Accessibilité, transparence et sincérité de l'information

En synthèse, pour Daniel Ibanez, il y a en France "un grand apparat sur la démocratie participative et malheureusement peu de pratique". C'est pourquoi le député de la Meuse, également président du think tank Décider ensemble, s'emploie à "pointer les défaillances" mais aussi à "avancer des propositions pour rénover le débat public". Douze "principes à respecter", plus exactement, "pour mener une démarche de concertation efficace" (voir ci-contre).
Il s'agit notamment de "rendre l'information accessible, transparente et sincère". Dans un courrier daté du 22 mars 2016 au secrétaire d'Etat en charge des Transports, le député rappelle que la loi prévoit un "bilan économique et social des grands projets d'infrastructures" et la publication de ce bilan "au plus tard cinq ans après leur mise en service". Il cite en particulier la ligne ferroviaire "Perpignan-Figueras", inaugurée en janvier 2011, et dont le bilan n'aurait pas été diffusé. Le concessionnaire de cette ligne à grande vitesse ayant fait faillite en juillet 2015, alors que, d'après Daniel Ibanez, "trois fois plus de camions" circuleraient sur le tronçon routier qu'entre Lyon et Turin, le bilan socio-économique pourrait éclairer le débat sur les projets en cours.

Pluralisme de l'expertise, impartialité des organisateurs de la concertation…

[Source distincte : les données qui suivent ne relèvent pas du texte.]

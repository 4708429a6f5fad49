//! Rank and suit grouping of a card pool.

use alloc::vec::Vec;
#[cfg(all(not(feature = "std"), feature = "alloc"))]
use hashbrown::HashMap;
#[cfg(feature = "std")]
use std::collections::HashMap;

use crate::card::{Card, Rank, Suit};

/// A card pool grouped by rank.
///
/// Each rank maps to the cards holding it, in the order they were seen. Ranks
/// with no cards have no entry.
#[derive(Debug, Clone, Default)]
pub struct RankBuckets {
    buckets: HashMap<Rank, Vec<Card>>,
    len: usize,
}

impl RankBuckets {
    /// Groups the given cards by rank.
    ///
    /// # Example
    ///
    /// ```
    /// use pkrs::{Card, Rank, Suit};
    /// use pkrs::eval::RankBuckets;
    ///
    /// let buckets = RankBuckets::new(&[
    ///     Card::new(Rank::King, Suit::Hearts),
    ///     Card::new(Rank::Two, Suit::Clubs),
    ///     Card::new(Rank::King, Suit::Spades),
    /// ]);
    /// assert_eq!(buckets.get(Rank::King).len(), 2);
    /// assert_eq!(buckets.get(Rank::King)[0].suit, Suit::Hearts);
    /// assert!(!buckets.contains(Rank::Ace));
    /// ```
    #[must_use]
    pub fn new(cards: &[Card]) -> Self {
        let mut buckets: HashMap<Rank, Vec<Card>> = HashMap::new();
        for &card in cards {
            buckets.entry(card.rank).or_default().push(card);
        }

        Self {
            buckets,
            len: cards.len(),
        }
    }

    /// Returns the cards at `rank`, empty if there are none.
    #[must_use]
    pub fn get(&self, rank: Rank) -> &[Card] {
        self.buckets
            .get(&rank)
            .map(Vec::as_slice)
            .unwrap_or_default()
    }

    /// Returns whether any card holds `rank`.
    #[must_use]
    pub fn contains(&self, rank: Rank) -> bool {
        self.buckets.contains_key(&rank)
    }

    /// Total number of cards in the pool.
    #[must_use]
    pub const fn len(&self) -> usize {
        self.len
    }

    /// Returns whether the pool is empty.
    #[must_use]
    pub const fn is_empty(&self) -> bool {
        self.len == 0
    }

    /// Iterates over the non-empty buckets from Ace down to Two.
    pub fn descending(&self) -> impl Iterator<Item = (Rank, &[Card])> {
        Rank::DESCENDING
            .into_iter()
            .filter_map(|rank| self.buckets.get(&rank).map(|cards| (rank, cards.as_slice())))
    }

    /// Groups the pool by suit.
    #[must_use]
    pub fn by_suit(&self) -> SuitBuckets {
        let mut suits: [Vec<Card>; 4] = Default::default();
        for (_, cards) in self.descending() {
            for &card in cards {
                suits[card.suit.index()].push(card);
            }
        }

        SuitBuckets { suits }
    }
}

/// A card pool grouped by suit, each suit's cards ordered by descending rank.
#[derive(Debug, Clone, Default)]
pub struct SuitBuckets {
    suits: [Vec<Card>; 4],
}

impl SuitBuckets {
    /// Returns the cards of `suit`, highest rank first.
    #[must_use]
    pub fn get(&self, suit: Suit) -> &[Card] {
        &self.suits[suit.index()]
    }

    /// Iterates over all suits in [`Suit::ALL`] order.
    pub fn iter(&self) -> impl Iterator<Item = (Suit, &[Card])> {
        Suit::ALL
            .into_iter()
            .map(|suit| (suit, self.suits[suit.index()].as_slice()))
    }
}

Parmi les autres principes rappelés par Bernard Pancher, on retiendra le fait de "maintenir un dialogue pendant toute la durée du projet", de "garantir l'impartialité et la loyauté de l'organisateur de la concertation" ou encore de "permettre le pluralisme de l'expertise et l'étude des alternatives".
Quant à la réforme prochaine visant à démocratiser le dialogue environnemental, le député la conteste sur la forme - "prendre des décisions sur la concertation par ordonnance est pour le moins étonnant" – comme sur le fond – "on ne va pas assez loin dans l'association des citoyens". Daniel Ibanez estime en outre que l'absence de dialogue ne provient "pas d'un problème de réglementation", qui a été sans cesse enrichie sur le sujet depuis 1982, mais "d'un problème de pratique". "On a un système qui contraint les gens à se mettre dans la rue", conclut Bertrand Pancher, pour qui la France devrait s'inspirer des pratiques des pays du nord de l'Europe et du Québec.